# Calpol/Medised allergy?



## KT (May 18, 2002)

Hi Jeanette - hope you and your girls are well? 

Just a quick query about calpol and medised. I have tried both with James and after each attempt he throws up - I had put this down to simply not liking the taste and making himself gag after it. So instead I usually use Nurofen for children with him (which he is fine with) or tixiylix. 

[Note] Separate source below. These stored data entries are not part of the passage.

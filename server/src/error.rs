use axum::{
    http::{header, StatusCode},
    response::{IntoResponse, Response},
    Json,
};
use kernel::Envelope;
use thiserror::Error;

/// Failures surfaced by the upload API.
#[derive(Error, Debug)]
pub enum UploadError {
    #[error("No file uploaded")]
    NoFile,

    #[error("Invalid file name '{0}'")]
    InvalidFileName(String),

    #[error("Unexpected field '{0}'")]
    UnexpectedField(String),

    #[error("Too many files. At most {0} allowed")]
    TooManyFiles(usize),

    #[error("File type not allowed: {0}")]
    UnsupportedFileType(String),

    #[error("File too large. Limit is {0} bytes")]
    FileTooLarge(u64),

    #[error("Request body too large")]
    PayloadTooLarge,

    #[error("Malformed multipart request: {0}")]
    Multipart(String),

    #[error("Invalid query: {0}")]
    InvalidQuery(String),

    #[error("{0}")]
    Unauthorized(String),

    #[error("{0}")]
    Forbidden(String),

    #[error("File not found")]
    NotFound(String),

    #[error("Storage error: {0}")]
    Storage(String),
}

impl UploadError {
    #[must_use]
    pub fn status(&self) -> StatusCode {
        match self {
            UploadError::NoFile
            | UploadError::InvalidFileName(_)
            | UploadError::UnexpectedField(_)
            | UploadError::TooManyFiles(_)
            | UploadError::UnsupportedFileType(_)
            | UploadError::Multipart(_)
            | UploadError::InvalidQuery(_) => StatusCode::BAD_REQUEST,
            UploadError::Unauthorized(_) => StatusCode::UNAUTHORIZED,
            UploadError::Forbidden(_) => StatusCode::FORBIDDEN,
            UploadError::NotFound(_) => StatusCode::NOT_FOUND,
            UploadError::FileTooLarge(_) | UploadError::PayloadTooLarge => {
                StatusCode::PAYLOAD_TOO_LARGE
            }
            UploadError::Storage(_) => StatusCode::INTERNAL_SERVER_ERROR,
        }
    }
}

impl From<std::io::Error> for UploadError {
    fn from(e: std::io::Error) -> Self {
        UploadError::Storage(e.to_string())
    }
}

impl IntoResponse for UploadError {
    fn into_response(self) -> Response {
        let status = self.status();
        if status.is_server_error() {
            tracing::error!("{self}");
        } else {
            tracing::debug!("request rejected: {self}");
        }
        (status, Json(Envelope::<()>::failure(self.to_string()))).into_response()
    }
}

/// Rewrites rejections produced below the handlers (body limit) into the
/// JSON envelope every other reply uses.
pub async fn envelope_rejections(response: Response) -> Response {
    let is_json = response
        .headers()
        .get(header::CONTENT_TYPE)
        .and_then(|v| v.to_str().ok())
        .is_some_and(|v| v.starts_with("application/json"));
    if response.status() == StatusCode::PAYLOAD_TOO_LARGE && !is_json {
        return UploadError::PayloadTooLarge.into_response();
    }
    response
}
#[cfg(test)]
mod tests {
    use super::*;
    use rstest::rstest;
    use tokio::io::AsyncReadExt;

    fn upload(name: &str, size: usize) -> Upload {
        Upload {
            original_name: name.to_owned(),
            mimetype: Some("text/plain".to_owned()),
            data: vec![b'x'; size],
        }
    }

    fn age(path: &Path, days: u64) {
        let when = SystemTime::now() - Duration::from_secs(days * SECONDS_PER_DAY);
        let file = std::fs::File::options()
            .read(true)
            .open(path)
            .unwrap();
        file.set_modified(when).unwrap();
    }

    fn entries(dir: &Path) -> usize {
        std::fs::read_dir(dir).map(Iterator::count).unwrap_or(0)
    }

    #[rstest]
    #[case("file.txt", true)]
    #[case("1700000000000-000000001-report.pdf", true)]
    #[case(".hidden", true)]
    #[case("", false)]
    #[case(".", false)]
    #[case("..", false)]
    #[case("../../etc/passwd", false)]
    #[case("dir/file.txt", false)]
    #[case("dir\\file.txt", false)]
    #[case("/etc/passwd", false)]
    #[case("file.txt/", false)]
    #[case("nul\0byte", false)]
    #[trace]
    fn file_name_validation(#[case] name: &str, #[case] valid: bool) {
        assert_eq!(validate_file_name(name).is_ok(), valid);
    }

    #[rstest]
    #[case("report.pdf", "report.pdf")]
    #[case("C:\\Users\\me\\report.pdf", "report.pdf")]
    #[case("dir/sub/photo.png", "photo.png")]
    #[case("my report (1).pdf", "my_report__1_.pdf")]
    #[case("..secret", "secret")]
    #[case("", "file")]
    #[case("...", "file")]
    #[case("дом.txt", "___.txt")]
    #[trace]
    fn sanitize(#[case] name: &str, #[case] expected: &str) {
        assert_eq!(sanitize_file_name(name), expected);
    }

    #[test]
    fn sanitize_truncates_long_names() {
        let name = "a".repeat(300);
        assert_eq!(sanitize_file_name(&name).len(), MAX_NAME_LEN);
    }

    #[rstest]
    #[case("1700000000000-123456789-report.pdf", "report.pdf")]
    #[case("1700000000000-123456789-my-report.pdf", "my-report.pdf")]
    #[case("report.pdf", "report.pdf")]
    #[case("abc-123-report.pdf", "abc-123-report.pdf")]
    #[case("1700000000000-123456789-", "1700000000000-123456789-")]
    #[trace]
    fn original_name_recovery(#[case] filename: &str, #[case] expected: &str) {
        assert_eq!(original_name_of(filename), expected);
    }

    #[test]
    fn generated_name_embeds_original() {
        let name = generate_file_name("Quarterly report.pdf");
        assert!(name.ends_with("-Quarterly_report.pdf"));
        assert_eq!(original_name_of(&name), "Quarterly_report.pdf");
        assert!(validate_file_name(&name).is_ok());
    }

    #[rstest]
    #[case("a.TXT", ".txt")]
    #[case("archive.tar.gz", ".gz")]
    #[case("README", "")]
    #[case(".bashrc", "")]
    fn extension_keys(#[case] name: &str, #[case] expected: &str) {
        assert_eq!(extension_key(OsStr::new(name)), expected);
    }

    #[test]
    fn cutoff_saturates_at_epoch() {
        let now = SystemTime::now();
        assert_eq!(cutoff_time(UNIX_EPOCH, 30), UNIX_EPOCH);
        assert_eq!(cutoff_time(now, u32::MAX), UNIX_EPOCH);
        assert_eq!(cutoff_time(now, 0), now);
        assert_eq!(
            cutoff_time(now, 30),
            now - Duration::from_secs(30 * SECONDS_PER_DAY)
        );
    }

    #[tokio::test]
    async fn store_then_open_returns_same_bytes() {
        // Arrange
        let dir = tempfile::tempdir().unwrap();
        let storage = LocalStorage::new(dir.path());
        let data = b"printer on fire".to_vec();

        // Act
        let stored = storage
            .store(Upload {
                original_name: "ticket.txt".to_owned(),
                mimetype: Some("text/plain".to_owned()),
                data: data.clone(),
            })
            .await
            .unwrap();
        let (info, mut file) = storage.open(&stored.filename).await.unwrap();
        let mut content = Vec::new();
        file.read_to_end(&mut content).await.unwrap();

        // Assert
        assert_eq!(stored.size, data.len() as u64);
        assert_eq!(stored.original_name, "ticket.txt");
        assert_eq!(stored.url, format!("/uploads/{}", stored.filename));
        assert_eq!(stored.hash, Some(blake3::hash(&data).to_hex().to_string()));
        assert!(Path::new(&stored.path).is_absolute());
        assert_eq!(info.size, stored.size);
        assert_eq!(info.original_name, "ticket.txt");
        assert_eq!(content, data);
    }

    #[tokio::test]
    async fn store_creates_missing_root() {
        // Arrange
        let dir = tempfile::tempdir().unwrap();
        let root = dir.path().join("nested").join("uploads");
        let storage = LocalStorage::new(&root);

        // Act
        storage.store(upload("a.txt", 1)).await.unwrap();

        // Assert
        assert_eq!(entries(&root), 1);
    }

    #[tokio::test]
    async fn same_original_name_never_overwrites() {
        // Arrange
        let dir = tempfile::tempdir().unwrap();
        let storage = LocalStorage::new(dir.path());

        // Act
        let first = storage.store(upload("same.txt", 1)).await.unwrap();
        let second = storage.store(upload("same.txt", 2)).await.unwrap();

        // Assert
        assert_ne!(first.filename, second.filename);
        assert_eq!(entries(dir.path()), 2);
    }

    #[tokio::test]
    async fn store_many_rejects_empty_list() {
        // Arrange
        let dir = tempfile::tempdir().unwrap();
        let storage = LocalStorage::new(dir.path());

        // Act
        let result = storage.store_many(Vec::new()).await;

        // Assert
        assert!(matches!(result, Err(UploadError::NoFile)));
    }

    #[tokio::test]
    async fn file_info_reports_timestamps() {
        // Arrange
        let dir = tempfile::tempdir().unwrap();
        let storage = LocalStorage::new(dir.path());
        let stored = storage.store(upload("log.txt", 42)).await.unwrap();

        // Act
        let info = storage.file_info(&stored.filename).await.unwrap();

        // Assert
        assert_eq!(info.size, 42);
        assert!(info.modified_time.is_some());
        assert_eq!(info.url, stored.url);
        assert!(info.mimetype.is_none());
    }

    #[tokio::test]
    async fn missing_file_is_not_found() {
        // Arrange
        let dir = tempfile::tempdir().unwrap();
        let storage = LocalStorage::new(dir.path());
        storage.store(upload("keep.txt", 3)).await.unwrap();

        // Act
        let open = storage.open("nope.txt").await;
        let info = storage.file_info("nope.txt").await;
        let delete = storage.delete_file("nope.txt").await;

        // Assert
        assert!(matches!(open, Err(UploadError::NotFound(_))));
        assert!(matches!(info, Err(UploadError::NotFound(_))));
        assert!(matches!(delete, Err(UploadError::NotFound(_))));
        assert_eq!(entries(dir.path()), 1);
    }

    #[tokio::test]
    async fn traversal_never_leaves_root() {
        // Arrange
        let dir = tempfile::tempdir().unwrap();
        let root = dir.path().join("uploads");
        std::fs::create_dir_all(&root).unwrap();
        std::fs::write(dir.path().join("outside.txt"), b"secret").unwrap();
        let storage = LocalStorage::new(&root);

        // Act
        let open = storage.open("../outside.txt").await;
        let passwd = storage.open("../../etc/passwd").await;
        let delete = storage.delete_file("../outside.txt").await;

        // Assert
        assert!(matches!(open, Err(UploadError::InvalidFileName(_))));
        assert!(matches!(passwd, Err(UploadError::InvalidFileName(_))));
        assert!(matches!(delete, Err(UploadError::InvalidFileName(_))));
        assert!(dir.path().join("outside.txt").exists());
    }

    #[tokio::test]
    async fn delete_removes_file() {
        // Arrange
        let dir = tempfile::tempdir().unwrap();
        let storage = LocalStorage::new(dir.path());
        let stored = storage.store(upload("a.txt", 5)).await.unwrap();

        // Act
        storage.delete_file(&stored.filename).await.unwrap();
        let again = storage.delete_file(&stored.filename).await;

        // Assert
        assert_eq!(entries(dir.path()), 0);
        assert!(matches!(again, Err(UploadError::NotFound(_))));
    }

    #[cfg(unix)]
    #[tokio::test]
    async fn delete_refused_by_filesystem_is_storage_error() {
        use std::os::unix::fs::PermissionsExt;

        // Arrange
        let dir = tempfile::tempdir().unwrap();
        let storage = LocalStorage::new(dir.path());
        let stored = storage.store(upload("a.txt", 5)).await.unwrap();
        std::fs::set_permissions(dir.path(), std::fs::Permissions::from_mode(0o555)).unwrap();
        // root ignores directory permissions
        let privileged = std::fs::write(dir.path().join("canary"), b"").is_ok();

        // Act
        let result = storage.delete_file(&stored.filename).await;
        std::fs::set_permissions(dir.path(), std::fs::Permissions::from_mode(0o755)).unwrap();

        // Assert
        if privileged {
            assert!(result.is_ok());
            return;
        }
        assert!(matches!(result, Err(UploadError::Storage(_))));
        assert!(dir.path().join(&stored.filename).exists());
    }

    #[tokio::test]
    async fn stats_of_missing_root_are_empty() {
        // Arrange
        let dir = tempfile::tempdir().unwrap();
        let storage = LocalStorage::new(dir.path().join("never-created"));

        // Act
        let stats = storage.stats().await.unwrap();
        let cleanup = storage.cleanup(0).await.unwrap();

        // Assert
        assert_eq!(stats, UploadStats::default());
        assert_eq!(cleanup.deleted_count, 0);
    }

    #[tokio::test]
    async fn stats_sum_sizes_and_types() {
        // Arrange
        let dir = tempfile::tempdir().unwrap();
        let storage = LocalStorage::new(dir.path());
        storage.store(upload("a.txt", 100)).await.unwrap();
        storage.store(upload("b.TXT", 200)).await.unwrap();
        storage.store(upload("c.pdf", 300)).await.unwrap();
        storage.store(upload("Makefile", 7)).await.unwrap();
        std::fs::create_dir(dir.path().join("subdir")).unwrap();

        // Act
        let stats = storage.stats().await.unwrap();

        // Assert
        assert_eq!(stats.total_files, 4);
        assert_eq!(stats.total_size, 607);
        assert_eq!(stats.file_types.get(".txt"), Some(&2));
        assert_eq!(stats.file_types.get(".pdf"), Some(&1));
        assert_eq!(stats.file_types.get(""), Some(&1));
        assert_eq!(stats.file_types.values().sum::<u64>(), stats.total_files);
    }

    #[tokio::test]
    async fn cleanup_removes_only_expired_files() {
        // Arrange
        let dir = tempfile::tempdir().unwrap();
        let storage = LocalStorage::new(dir.path());
        let old = storage.store(upload("old.txt", 10)).await.unwrap();
        let fresh = storage.store(upload("fresh.txt", 10)).await.unwrap();
        let recent = storage.store(upload("recent.txt", 10)).await.unwrap();
        age(Path::new(&old.path), 45);
        age(Path::new(&recent.path), 29);

        // Act
        let result = storage.cleanup(30).await.unwrap();

        // Assert
        assert_eq!(result.deleted_count, 1);
        assert!(!Path::new(&old.path).exists());
        assert!(Path::new(&fresh.path).exists());
        assert!(Path::new(&recent.path).exists());
    }

    #[tokio::test]
    async fn cleanup_continues_after_failed_removal() {
        // Arrange
        let dir = tempfile::tempdir().unwrap();
        let storage = LocalStorage::new(dir.path());
        let first = storage.store(upload("first.txt", 1)).await.unwrap();
        let second = storage.store(upload("second.txt", 1)).await.unwrap();
        // remove_file fails on a directory, the sweep must carry on
        let stray = dir.path().join("0-stray");
        std::fs::create_dir(&stray).unwrap();
        age(&stray, 90);
        age(Path::new(&first.path), 90);
        age(Path::new(&second.path), 90);

        // Act
        let result = storage.cleanup(30).await.unwrap();

        // Assert
        assert_eq!(result.deleted_count, 2);
        assert!(stray.exists());
        assert!(!Path::new(&first.path).exists());
        assert!(!Path::new(&second.path).exists());
    }

    #[tokio::test]
    async fn zero_day_cleanup_empties_store() {
        // Arrange
        let dir = tempfile::tempdir().unwrap();
        let storage = LocalStorage::new(dir.path());
        for (name, size) in [("a.txt", 100), ("b.txt", 200), ("c.txt", 300)] {
            storage.store(upload(name, size)).await.unwrap();
        }
        let before = storage.stats().await.unwrap();
        tokio::time::sleep(Duration::from_millis(20)).await;

        // Act
        let result = storage.cleanup(0).await.unwrap();
        let after = storage.stats().await.unwrap();

        // Assert
        assert_eq!(before.total_files, 3);
        assert_eq!(before.total_size, 600);
        assert_eq!(result.deleted_count, 3);
        assert_eq!(after, UploadStats::default());
    }
}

However, I tried the medised again today (haven't used it with him for a while) and he took it fine and proceeded to have his lunch so I thought great he likes it now! 
But he threw up everything at the end of the meal.
He has a cold and a bad cough (saw doc today who said it hadn't infected his chest) but hasn't been vomiting at all until this. 
I was just wondering if this vomiting after these 2 medicines could be an allergic reaction as opposed to him not liking it? 
Sure I am just being paranoid and will stick to the nurofen in future - altho had heard that ibuprofen can damage the stomach - is this true?

Thanks for your time.
love
Kerry

PS His twin takes these medicines with no bother


----------



## jeanette (May 3, 2003)

Hiya

It could be an allergy so try and aviod. Maybe try again next time he needs it and see what happens.

Try sticking with either calpol or medised so that you can see which one it is.

Ibuprofen can damage the stomach..but this is with long term regular use. With children you are giving adhoc single doses so its abit different.

Jxx


----------



## KT (May 18, 2002)

Thanks for your speedy reply jeanette.
I really appreciate the time you take
love
Kerry


----------